• _Action item_:
Give the data again exactly as it is written.

• _Task data_:
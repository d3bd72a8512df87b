//! Finance Tracker - personal income and expense tracking
//!
//! Keeps a list of income and expense transactions, a set of category labels,
//! a monthly budget and a display currency, and derives the balance, totals
//! and over-budget status from them. State lives behind a small key-value
//! persistence interface with a file-backed and an in-memory backend.
//!
//! # Architecture
//!
//! - `models`: transactions, categories, money, currency
//! - `storage`: the `KeyValueStore` trait and its backends
//! - `services`: the `FinanceTracker` state container and aggregates
//! - `audit`: JSON-lines audit log of every mutation
//! - `config`: path resolution and user settings
//! - `reports`, `export`, `display`, `cli`: the command-line surface
//!
//! # Example
//!
//! ```rust,ignore
//! use finance_tracker::models::{Money, NewTransaction};
//! use finance_tracker::services::FinanceTracker;
//! use finance_tracker::storage::MemoryStore;
//!
//! let mut tracker = FinanceTracker::open(MemoryStore::new())?;
//! tracker.add_transaction(NewTransaction::expense(Money::from_units(150), "Food"))?;
//! assert!(!tracker.is_over_budget());
//! ```

pub mod audit;
pub mod cli;
pub mod config;
pub mod display;
pub mod error;
pub mod export;
pub mod models;
pub mod reports;
pub mod services;
pub mod storage;

pub use error::{FinanceError, FinanceResult};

• _Output of the exercise_:
repository d3bd72a8512df87b
//! Finance Tracker - personal income and expense tracking
//!
//! Keeps a list of income and expense transactions, a set of category labels,
//! a monthly budget and a display currency, and derives the balance, totals
//! and over-budget status from them. State lives behind a small key-value
//! persistence interface with a file-backed and an in-memory backend.
//!
//! # Architecture
//!
//! - `models`: transactions, categories, money, currency
//! - `storage`: the `KeyValueStore` trait and its backends
//! - `services`: the `FinanceTracker` state container and aggregates
//! - `audit`: JSON-lines audit log of every mutation
//! - `config`: path resolution and user settings
//! - `reports`, `export`, `display`, `cli`: the command-line surface
//!
//! # Example
//!
//! ```rust,ignore
//! use finance_tracker::models::{Money, NewTransaction};
//! use finance_tracker::services::FinanceTracker;
//! use finance_tracker::storage::MemoryStore;
//!
//! let mut tracker = FinanceTracker::open(MemoryStore::new())?;
//! tracker.add_transaction(NewTransaction::expense(Money::from_units(150), "Food"))?;
//! assert!(!tracker.is_over_budget());
//! ```

pub mod audit;
pub mod cli;
pub mod config;
pub mod display;
pub mod error;
pub mod export;
pub mod models;
pub mod reports;
pub mod services;
pub mod storage;

pub use error::{FinanceError, FinanceResult};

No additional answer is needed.